La méchanceté est gratuite. Le soir même où Ilana m'a dit que je faisais "bébé", j'ai demandé à maman d'aller acheter de nouveaux vêtements. Pas des jean larges et des T-shirts dix fois trop longs, mais des robes et jupes un peu moins enfantines. Quand elle a obtenu son jour de congé, nous sommes allées acheter une jupe en jean noire et un pull à rayures qui allait avec. C'est très joli.
Le lendemain, j'ai mis cette tenue pour aller à l'école. En français, nous sommes allés au CDI. J'étais heureuse de l'achat de mes nouveaux vêtements.

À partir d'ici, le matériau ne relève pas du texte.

//! State classification and soundness verdicts.

use std::collections::{BTreeMap, BTreeSet};
use std::fmt;

use dpn_ir::marking::TokenCount;
use dpn_ir::net::{DataPetriNet, TransitionId};
use serde::Serialize;

use crate::explorer::{CoverKind, StateId, StateSpace};

/// Exactly one per state; earlier variants take priority.
#[derive(Debug, Clone, Copy, PartialEq, Eq, PartialOrd, Ord, Hash, Serialize)]
#[serde(rename_all = "snake_case")]
pub enum StateCategory {
    CleanFinal,
    UncleanFinal,
    Deadlock,
    NoWayToFinalMarking,
    Initial,
    SoundIntermediate,
}

impl fmt::Display for StateCategory {
    fn fmt(&self, f: &mut fmt::Formatter<'_>) -> fmt::Result {
        let s = match self {
            StateCategory::CleanFinal => "clean final",
            StateCategory::UncleanFinal => "unclean final",
            StateCategory::Deadlock => "deadlock",
            StateCategory::NoWayToFinalMarking => "no way to final marking",
            StateCategory::Initial => "initial",
            StateCategory::SoundIntermediate => "sound intermediate",
        };
        f.write_str(s)
    }
}

#[derive(Debug, Clone, Copy, PartialEq, Eq, Default, Serialize)]
#[serde(rename_all = "kebab-case")]
pub enum SoundnessKind {
    #[default]
    Classical,
    Lazy,
    RelaxedLazy,
}

impl fmt::Display for SoundnessKind {
    fn fmt(&self, f: &mut fmt::Formatter<'_>) -> fmt::Result {
        match self {
            SoundnessKind::Classical => write!(f, "classical"),
            SoundnessKind::Lazy => write!(f, "lazy"),
            SoundnessKind::RelaxedLazy => write!(f, "relaxed lazy"),
        }
    }
}

#[derive(Debug, Clone, PartialEq, Eq, Serialize)]
pub struct SoundnessReport {
    pub kind: SoundnessKind,
    pub sound: bool,
    pub is_full_graph: bool,
    /// No `ω` marking and no strictly covered leaf.
    pub bounded: bool,
    pub categories: BTreeMap<StateId, StateCategory>,
    pub counts: BTreeMap<StateCategory, usize>,
    /// Labels of transitions that never label a non-silent arc.
    pub dead_transitions: Vec<String>,
    /// Dead transitions plus those whose every occurrence leads to a state
    /// from which no clean final state is reachable. Only filled for relaxed lazy.
    pub unfeasible_transitions: Vec<String>,
    /// Why the net is unsound; empty when sound.
    pub violations: Vec<String>,
}

impl SoundnessReport {
    pub fn count(&self, category: StateCategory) -> usize {
        self.counts.get(&category).copied().unwrap_or(0)
    }
}

fn is_clean_final(net: &DataPetriNet, space: &StateSpace, id: StateId) -> bool {
    holds_required(net, space, id) && !has_residual(net, space, id)
}

fn holds_required(net: &DataPetriNet, space: &StateSpace, id: StateId) -> bool {
    let final_marking = net.final_marking();
    let marking = &space.state(id).marking;
    net.final_places()
        .iter()
        .any(|&p| marking.get(p) == final_marking.get(p))
}

fn has_residual(net: &DataPetriNet, space: &StateSpace, id: StateId) -> bool {
    let final_places = net.final_places();
    let marking = &space.state(id).marking;
    (0..marking.len()).any(|p| !final_places.contains(&p) && !marking.get(p).is_zero())
}

/// Per state, whether some clean final state is reachable from it. A
/// non-strictly covered leaf continues like its ancestor.
pub fn reaches_final(net: &DataPetriNet, space: &StateSpace) -> Vec<bool> {
    let n = space.len();
    let mut predecessors: Vec<Vec<StateId>> = vec![Vec::new(); n];
    for arc in space.arcs() {
        predecessors[arc.target].push(arc.source);
    }
    for state in space.states() {
        if let Some(cover) = state.covering {
            if cover.kind == CoverKind::Nonstrict {
                predecessors[cover.ancestor].push(state.id);
            }
        }
    }
    let mut reaches = vec![false; n];
    let mut stack: Vec<StateId> = (0..n)
        .filter(|&id| is_clean_final(net, space, id))
        .collect();
    for &id in &stack {
        reaches[id] = true;
    }
    while let Some(id) = stack.pop() {
        for &pred in &predecessors[id] {
            if !reaches[pred] {
                reaches[pred] = true;
                stack.push(pred);
            }
        }
    }
    reaches
}

/// Assigns a category to every state of `space`.
pub fn classify(net: &DataPetriNet, space: &StateSpace) -> BTreeMap<StateId, StateCategory> {
    let has_successor =
        |id: StateId| space.outgoing(id).next().is_some() || space.state(id).covering.is_some();
    let reaches = reaches_final(net, space);

    (0..space.len())
        .map(|id| {
            let category = if is_clean_final(net, space, id) {
                StateCategory::CleanFinal
            } else if holds_required(net, space, id) {
                StateCategory::UncleanFinal
            } else if !has_successor(id) && has_residual(net, space, id) {
                StateCategory::Deadlock
            } else if !reaches[id] {
                StateCategory::NoWayToFinalMarking
            } else if id == 0 {
                StateCategory::Initial
            } else {
                StateCategory::SoundIntermediate
            };
            (id, category)
        })
        .collect()
}

/// Transitions that label no non-silent arc.
pub fn dead_transitions(net: &DataPetriNet, space: &StateSpace) -> BTreeSet<TransitionId> {
    let fired: BTreeSet<TransitionId> = space
        .arcs()
        .iter()
        .filter(|a| !a.silent)
        .map(|a| a.transition)
        .collect();
    (0..net.transitions.len())
        .filter(|t| !fired.contains(t))
        .collect()
}

pub fn analyze(net: &DataPetriNet, space: &StateSpace, kind: SoundnessKind) -> SoundnessReport {
    let categories = classify(net, space);
    let mut counts = BTreeMap::new();
    for category in categories.values() {
        *counts.entry(*category).or_insert(0) += 1;
    }
    let bounded = !space.has_omega()
        && space
            .states()
            .iter()
            .all(|s| !matches!(s.covering, Some(c) if c.kind == CoverKind::Strict));
    let dead = dead_transitions(net, space);
    let label = |t: &TransitionId| net.transitions[*t].label.clone();

    let mut violations = Vec::new();
    if !space.is_full_graph() {
        violations.push("the state space is incomplete".to_string());
    }
    let mut unfeasible_transitions = Vec::new();
    match kind {
        SoundnessKind::Classical | SoundnessKind::Lazy => {
            if !bounded {
                violations.push("the net is unbounded".to_string());
            }
            for (category, what) in [
                (StateCategory::Deadlock, "deadlock"),
                (StateCategory::NoWayToFinalMarking, "no way to the final marking"),
                (StateCategory::UncleanFinal, "unclean final marking"),
            ] {
                let n = counts.get(&category).copied().unwrap_or(0);
                if n > 0 {
                    violations.push(format!("{n} state(s) with {what}"));
                }
            }
        }
        SoundnessKind::RelaxedLazy => {
            let mut occurrences: BTreeMap<TransitionId, Vec<StateId>> = BTreeMap::new();
            for arc in space.arcs().iter().filter(|a| !a.silent) {
                occurrences.entry(arc.transition).or_default().push(arc.target);
            }
            // Deadlocks and unclean finals count too: they are categorised
            // first but cannot reach a clean final state either.
            let reaches = reaches_final(net, space);
            let unfeasible: BTreeSet<TransitionId> = (0..net.transitions.len())
                .filter(|t| match occurrences.get(t) {
                    None => true,
                    Some(targets) => targets.iter().all(|&s| !reaches[s]),
                })
                .collect();
            for t in &unfeasible {
                violations.push(format!("transition '{}' is unfeasible", label(t)));
            }
            unfeasible_transitions = unfeasible.iter().map(label).collect();
        }
    }

    let dead_transitions = match kind {
        SoundnessKind::Classical => Vec::new(),
        _ => dead.iter().map(label).collect(),
    };
    SoundnessReport {
        kind,
        sound: violations.is_empty(),
        is_full_graph: space.is_full_graph(),
        bounded,
        categories,
        counts,
        dead_transitions,
        unfeasible_transitions,
        violations,
    }
}

/// Places holding more than the final marking allows; used for reporting.
pub fn residual_places(net: &DataPetriNet, space: &StateSpace, id: StateId) -> Vec<String> {
    let final_marking = net.final_marking();
    let marking = &space.state(id).marking;
    net.places
        .iter()
        .filter(|p| match (marking.get(p.id), final_marking.get(p.id)) {
            (TokenCount::Omega, _) => true,
            (have, want) => have > want,
        })
        .map(|p| p.label.clone())
        .collect()
}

J'ai écouté la prof documentaliste nous expliquer le travail, puis je me suis levée pour aller à un ordinateur. Une fille qui s'appelle Léa m'a dit :
- Oh, mais tu portes un collant, en-dessous !
Ce n'était pas un collant, parce que j'ai une fâcheuse tendance à les filer, mais un leggings noir. Mais passons.
- Oui, bien sûr.
- Heureusement. Déjà que ta jupe est courte...
Blanc. Elle est si courte que ça ? Maman a pourtant validé mon choix...
- Tu es vraiment une p*te !
Elle et ses amies éclatent de rire. Je n'aime pas ce groupe. Elles ont toutes cet air arrogant et perfide. Je suis à nouveau humiliée. Génial.
Je ris nerveusement, pas certaine de si je dois plutôt rie ou pleurer. Qu'est-ce que ça signifie, le mot "p*te" ?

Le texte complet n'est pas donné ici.